● **Input material**:
________________________
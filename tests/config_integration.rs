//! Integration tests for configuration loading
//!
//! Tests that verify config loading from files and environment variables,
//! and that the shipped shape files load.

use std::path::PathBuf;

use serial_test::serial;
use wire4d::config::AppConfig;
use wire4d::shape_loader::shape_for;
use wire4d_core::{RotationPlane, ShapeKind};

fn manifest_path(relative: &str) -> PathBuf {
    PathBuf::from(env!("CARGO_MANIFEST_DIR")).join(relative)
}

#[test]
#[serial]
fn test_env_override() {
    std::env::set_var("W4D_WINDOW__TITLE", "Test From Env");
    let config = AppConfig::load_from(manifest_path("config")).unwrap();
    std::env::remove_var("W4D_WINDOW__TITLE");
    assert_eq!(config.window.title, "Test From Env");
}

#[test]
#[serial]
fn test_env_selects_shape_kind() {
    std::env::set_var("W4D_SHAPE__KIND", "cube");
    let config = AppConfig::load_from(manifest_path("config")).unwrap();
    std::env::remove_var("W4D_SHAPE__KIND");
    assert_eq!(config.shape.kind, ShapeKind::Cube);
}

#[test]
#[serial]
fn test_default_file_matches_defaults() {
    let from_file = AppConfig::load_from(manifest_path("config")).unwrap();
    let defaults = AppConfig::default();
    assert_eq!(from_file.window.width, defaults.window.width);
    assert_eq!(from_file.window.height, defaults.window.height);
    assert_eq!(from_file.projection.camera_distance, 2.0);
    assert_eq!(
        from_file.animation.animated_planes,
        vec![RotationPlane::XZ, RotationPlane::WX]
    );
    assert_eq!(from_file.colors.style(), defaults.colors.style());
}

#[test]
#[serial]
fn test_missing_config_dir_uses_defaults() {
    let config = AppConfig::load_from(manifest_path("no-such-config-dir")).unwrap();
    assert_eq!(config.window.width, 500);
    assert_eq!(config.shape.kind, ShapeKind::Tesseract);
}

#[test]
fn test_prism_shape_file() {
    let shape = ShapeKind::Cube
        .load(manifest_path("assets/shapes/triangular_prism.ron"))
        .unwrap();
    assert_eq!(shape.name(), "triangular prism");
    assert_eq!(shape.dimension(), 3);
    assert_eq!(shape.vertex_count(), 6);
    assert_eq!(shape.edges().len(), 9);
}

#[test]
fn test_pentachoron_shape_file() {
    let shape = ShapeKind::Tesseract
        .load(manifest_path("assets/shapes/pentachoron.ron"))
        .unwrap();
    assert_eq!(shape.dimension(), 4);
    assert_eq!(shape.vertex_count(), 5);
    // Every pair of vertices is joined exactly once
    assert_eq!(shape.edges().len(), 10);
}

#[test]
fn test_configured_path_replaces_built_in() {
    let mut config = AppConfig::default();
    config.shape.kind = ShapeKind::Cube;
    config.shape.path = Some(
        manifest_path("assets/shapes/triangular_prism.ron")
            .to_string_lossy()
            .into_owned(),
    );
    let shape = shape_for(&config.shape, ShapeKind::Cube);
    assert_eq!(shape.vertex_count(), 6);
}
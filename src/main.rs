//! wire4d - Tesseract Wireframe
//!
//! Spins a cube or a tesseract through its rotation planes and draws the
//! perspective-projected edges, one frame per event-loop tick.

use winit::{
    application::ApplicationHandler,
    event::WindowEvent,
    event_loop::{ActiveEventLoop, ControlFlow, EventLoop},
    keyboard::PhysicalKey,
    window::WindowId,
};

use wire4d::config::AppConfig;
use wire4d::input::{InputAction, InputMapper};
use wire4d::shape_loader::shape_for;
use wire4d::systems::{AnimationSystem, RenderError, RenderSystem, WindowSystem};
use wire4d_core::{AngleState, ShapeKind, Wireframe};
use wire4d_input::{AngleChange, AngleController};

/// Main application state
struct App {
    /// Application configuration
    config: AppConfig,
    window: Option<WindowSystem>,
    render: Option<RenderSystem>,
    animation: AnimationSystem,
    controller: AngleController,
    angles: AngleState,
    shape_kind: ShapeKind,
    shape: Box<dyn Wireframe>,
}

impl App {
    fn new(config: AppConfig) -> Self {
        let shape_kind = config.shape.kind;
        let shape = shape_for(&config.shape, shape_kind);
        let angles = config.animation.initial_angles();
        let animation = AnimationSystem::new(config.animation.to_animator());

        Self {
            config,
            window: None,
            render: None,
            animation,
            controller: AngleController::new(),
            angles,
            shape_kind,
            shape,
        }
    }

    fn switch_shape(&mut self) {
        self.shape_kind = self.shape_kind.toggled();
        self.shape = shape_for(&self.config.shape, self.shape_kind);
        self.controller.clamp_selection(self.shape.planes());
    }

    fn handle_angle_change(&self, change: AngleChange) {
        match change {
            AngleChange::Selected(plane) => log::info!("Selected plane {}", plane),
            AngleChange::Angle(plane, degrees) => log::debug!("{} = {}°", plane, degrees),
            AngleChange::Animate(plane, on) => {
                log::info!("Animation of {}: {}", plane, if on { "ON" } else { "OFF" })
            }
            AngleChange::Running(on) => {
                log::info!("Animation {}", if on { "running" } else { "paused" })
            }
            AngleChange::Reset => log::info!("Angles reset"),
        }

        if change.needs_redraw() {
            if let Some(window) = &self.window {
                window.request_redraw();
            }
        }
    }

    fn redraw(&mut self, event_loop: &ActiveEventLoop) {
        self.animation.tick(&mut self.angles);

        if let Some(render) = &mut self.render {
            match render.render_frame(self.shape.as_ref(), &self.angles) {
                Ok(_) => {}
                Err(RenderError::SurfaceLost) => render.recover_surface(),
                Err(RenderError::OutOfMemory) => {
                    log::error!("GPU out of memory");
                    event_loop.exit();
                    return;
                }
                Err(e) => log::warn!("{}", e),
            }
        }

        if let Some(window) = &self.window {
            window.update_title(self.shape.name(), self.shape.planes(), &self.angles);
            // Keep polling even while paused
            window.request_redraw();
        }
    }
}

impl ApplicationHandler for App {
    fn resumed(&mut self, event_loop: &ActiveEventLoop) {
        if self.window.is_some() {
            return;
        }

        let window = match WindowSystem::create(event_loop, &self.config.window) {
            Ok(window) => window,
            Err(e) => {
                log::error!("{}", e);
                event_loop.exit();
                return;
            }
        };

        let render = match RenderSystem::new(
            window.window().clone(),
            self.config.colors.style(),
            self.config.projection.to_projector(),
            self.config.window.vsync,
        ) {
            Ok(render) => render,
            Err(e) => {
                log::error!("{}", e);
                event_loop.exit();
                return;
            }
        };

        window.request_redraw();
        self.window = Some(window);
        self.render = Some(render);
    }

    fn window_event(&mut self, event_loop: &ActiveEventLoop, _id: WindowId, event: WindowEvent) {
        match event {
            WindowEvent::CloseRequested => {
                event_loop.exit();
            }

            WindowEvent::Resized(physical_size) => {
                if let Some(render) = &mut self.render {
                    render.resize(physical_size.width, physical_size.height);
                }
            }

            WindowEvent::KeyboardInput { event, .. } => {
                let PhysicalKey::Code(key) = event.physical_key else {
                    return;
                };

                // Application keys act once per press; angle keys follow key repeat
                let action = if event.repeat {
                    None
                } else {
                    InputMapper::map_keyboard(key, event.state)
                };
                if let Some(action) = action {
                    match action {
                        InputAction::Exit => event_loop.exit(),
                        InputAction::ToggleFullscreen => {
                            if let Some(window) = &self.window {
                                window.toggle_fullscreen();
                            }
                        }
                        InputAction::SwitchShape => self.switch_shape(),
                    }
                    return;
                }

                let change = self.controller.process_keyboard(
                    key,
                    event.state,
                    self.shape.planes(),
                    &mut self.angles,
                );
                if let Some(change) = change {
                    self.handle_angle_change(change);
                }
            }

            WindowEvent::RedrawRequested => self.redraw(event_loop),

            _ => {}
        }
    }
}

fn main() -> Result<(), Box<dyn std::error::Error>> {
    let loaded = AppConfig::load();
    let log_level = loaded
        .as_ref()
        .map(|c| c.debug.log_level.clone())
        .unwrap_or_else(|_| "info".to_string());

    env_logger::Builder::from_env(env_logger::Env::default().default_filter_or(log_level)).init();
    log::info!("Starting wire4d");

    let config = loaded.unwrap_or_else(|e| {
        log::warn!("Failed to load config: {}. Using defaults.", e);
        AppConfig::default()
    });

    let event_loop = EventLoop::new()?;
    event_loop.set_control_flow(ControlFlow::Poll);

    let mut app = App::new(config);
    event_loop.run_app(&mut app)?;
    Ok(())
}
________________________
● **Work item**:
Each line from the top of the records down to the one with "fn manifest_path(relative: &str)" must be retyped exactly; include both ends and nothing else.

● **Response to this task**:
filename tests/config_integration.rs
//! Integration tests for configuration loading
//!
//! Tests that verify config loading from files and environment variables,
//! and that the shipped shape files load.

use std::path::PathBuf;

use serial_test::serial;
use wire4d::config::AppConfig;
use wire4d::shape_loader::shape_for;
use wire4d_core::{RotationPlane, ShapeKind};

fn manifest_path(relative: &str) -> PathBuf {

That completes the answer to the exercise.